Ochs, however, advises against calling Ruth and Naomi feminist icons, because each has negative characteristics. Naomi initially fails to appreciate Ruth's steadfastness. And Ruth, Ochs says, behaves essentially like a prostitute. "She has to go sleep with an old man—that's the old casting couch." The seduction scene is certainly vexing for modern readers. "You don't want [her] to be a role model for our children," admits Pressler, who prefers to stress that Ruth acted in service to her family. And Ruth's other good qualities—her kindness, for instance—somewhat mitigate her wanton behavior, Ochs says.
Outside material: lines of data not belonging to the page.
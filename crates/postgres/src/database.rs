use sqlx::{PgPool, Row};

/// Creates a connection pool from the `DATABASE_URL` environment variable.
pub async fn create_connection_pool() -> Result<PgPool, sqlx::Error> {
    let database_url = std::env::var("DATABASE_URL").map_err(|_| {
        sqlx::Error::Configuration("DATABASE_URL environment variable not set".into())
    })?;

    PgPool::connect(&database_url).await
}

/// Probes the connection by round-tripping a trivial query, so a
/// misconfigured database surfaces at startup instead of on the first
/// request.
pub async fn test_connection(pool: &PgPool) -> Result<(), sqlx::Error> {
    let row = sqlx::query("SELECT 1 as probe").fetch_one(pool).await?;
    let probe: i32 = row.get("probe");

    log::info!("✅ Database connection successful (probe = {})", probe);
    Ok(())
}
//! Randomized piece sequencing.

use rand::rngs::StdRng;
use rand::seq::SliceRandom;
use rand::SeedableRng;

use crate::grid::{Cell, NUM_TETROMINOES};
use crate::tetromino::{tetromino, tetrominoes, Tetromino};

/// Source of falling pieces for the game state machine.
pub trait PieceProvider {
    fn next(&mut self) -> Tetromino;

    /// Returns the provider to its freshly constructed state.
    fn reset(&mut self);
}

// ============================================================================
// 7-bag randomizer
// ============================================================================

/// "7-bag" provider: one instance of each shape, drawn in a uniformly random
/// order, reshuffled whenever the bag runs out. Any run of 7 draws aligned to
/// a reshuffle boundary contains each shape exactly once, so no shape can
/// repeat more than twice in a row and long-run frequencies are uniform.
pub struct BagProvider {
    bag: [Tetromino; NUM_TETROMINOES],
    index: usize,
    rng: StdRng,
}

impl BagProvider {
    pub fn new() -> Self {
        Self::with_rng(StdRng::from_entropy())
    }

    /// Deterministic variant for tests.
    pub fn seeded(seed: u64) -> Self {
        Self::with_rng(StdRng::seed_from_u64(seed))
    }

    fn with_rng(rng: StdRng) -> Self {
        let mut provider = Self {
            bag: tetrominoes().clone(),
            index: 0,
            rng,
        };
        provider.reshuffle();
        provider
    }

    fn reshuffle(&mut self) {
        self.bag.shuffle(&mut self.rng);
        self.index = 0;
    }
}

impl Default for BagProvider {
    fn default() -> Self {
        Self::new()
    }
}

impl PieceProvider for BagProvider {
    fn next(&mut self) -> Tetromino {
        if self.index >= self.bag.len() {
            self.reshuffle();
        }
        let piece = self.bag[self.index].clone();
        self.index += 1;
        piece
    }

    fn reset(&mut self) {
        self.rng = StdRng::from_entropy();
        self.reshuffle();
    }
}

// ============================================================================
// Deterministic sequence for tests
// ============================================================================

/// Cycles through a fixed list of shapes. Test seam; never used in play.
pub struct SequenceProvider {
    kinds: Vec<Cell>,
    index: usize,
}

impl SequenceProvider {
    pub fn new(kinds: Vec<Cell>) -> Self {
        Self { kinds, index: 0 }
    }
}

impl PieceProvider for SequenceProvider {
    fn next(&mut self) -> Tetromino {
        let kind = self.kinds[self.index % self.kinds.len()];
        self.index += 1;
        tetromino(kind)
    }

    fn reset(&mut self) {
        self.index = 0;
    }
}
But why was Ruth's story included in the Old Testament? One widely endorsed theory says the story was written to implore Jews to reject xenophobia and welcome foreigners. Ochs, however, says if that were the case, the story wouldn't end with Naomi suckling Obed while Ruth and her Moabite ancestry seemingly disappear. "Ruth is just a vessel," she says. The Jewish Naomi is the real main character, she says, and it's partly a justification of levirate marriage—the ancient practice of having a dead man's brother marry a widow in hopes of producing a son to carry on the dead man's name. "This is Jewish reincarnation."
So what was the original point of the story? Says Ochs: "Though women are pleased to tell it, the story's point is to tell how our hero [King David] was born. If it were only a story of how women worked together to sustain themselves, I don't believe for a minute that it would have been a canonized story. It is a legend used to justify the power of a kingship."